Côté drame pur, L’affaire Laura Stern décroche logiquement le prix de la Meilleure série 52' dramatique. Un choc. La série, aussi percutante que bouleversante, offre à Valérie Bonneton l’un de ses rôles dramatiques les plus puissants à ce jour. Elle y déploie une palette d’émotions d’une précision redoutable et transcende chaque scène. Autour d’elle, une troupe de seconds rôles au cordeau donne à l’ensemble une densité rare.

 

Laura, pharmacienne et mère de famille, a fondé Femmes Debout, une association qui vient en aide aux femmes victimes de violences. Quand elle assiste, impuissante, au meurtre d’une de ses protégées, son existence vacille. Traumatisée par ce féminicide et révoltée par la passivité de la police comme de la justice, Laura décide de répondre à la violence des hommes par sa propre violence, prête à tout pour protéger les femmes qui l’entourent.

 

Portée par une mise en scène tendue, jamais démonstrative, L’affaire Laura Stern s’impose comme à la fois coup de poing et coup de cœur du festival : une série engagée, viscérale, qui laisse le spectateur exsangue mais incapable de détourner le regard.

 

 

Phoenix (mini-série, 6 x 45')
Diffusion : en ligne sur france.tv depuis le 2 octobre 2025, sur France 2 depuis le 13 octobre 2025

On ne peut malheureusement pas être aussi enthousiaste pour Phoenix, pourtant sacrée Meilleure série 52’ suspense. Sur le papier, le projet avait tout pour séduire : un thriller écologique franco-allemand, des thèmes brûlants d’actualité, la promesse d’un récit choc sur le climat.

 

Au cœur des Alpes, les dirigeants des plus grandes entreprises européennes se réunissent autour d’un glacier menacé pour afficher leur volonté de lutter contre le réchauffement climatique. Derrière ce sommet très photogénique se cache en réalité une vaste opération de greenwashing.
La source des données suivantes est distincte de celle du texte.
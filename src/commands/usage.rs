//! Usage queries: per-app report and device-wide totals.

use crate::core::usage::{TotalUsageSummary, UsageReport};
use crate::core::window::{self, Period, TimeWindow};
use crate::error::AppError;

use super::logic::ensure_usage_access;
use super::state::AppState;

/// Ranked per-app usage for the selector `period`/`count`.
pub async fn get_app_network_usage(
    state: &AppState,
    period: &str,
    count: i64,
) -> Result<UsageReport, AppError> {
    let window = authorized_window(state, period, count)?;
    state.aggregator.collect_per_app(window).await
}

/// Device-wide usage for the selector `period`/`count`.
pub async fn get_total_network_usage(
    state: &AppState,
    period: &str,
    count: i64,
) -> Result<TotalUsageSummary, AppError> {
    let window = authorized_window(state, period, count)?;
    state.aggregator.collect_total(window).await
}

/// Validate the selector, then require usage access. No query is issued on failure.
fn authorized_window(state: &AppState, period: &str, count: i64) -> Result<TimeWindow, AppError> {
    let period = Period::from_id(period)?;
    let window = window::resolve(period, count)?;
    ensure_usage_access(state.aggregator.permissions().has_usage_access())?;
    Ok(window)
}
En face, un groupe clandestin de jeunes activistes venus de toute l’Europe décide de frapper fort : ils orchestrent l’enlèvement des enfants de ces puissants, disséminés sur le continent, pour dénoncer leur hypocrisie et forcer un réel changement.

 

À l'écran, Phoenix recycle sans grand éclat les recettes les plus datées du thriller des années 80 : complot XXL, rebondissements invraisemblables, personnages réduits à des archétypes. La série ambitionne de réveiller les consciences, mais son didactisme appuyé et ses grosses ficelles nuisent à toute forme de tension réelle. Décevant, son prix interroge : les bons sujets ne font pas toujours les bonnes séries, et Phoenix en est, hélas, l’illustration parfaite.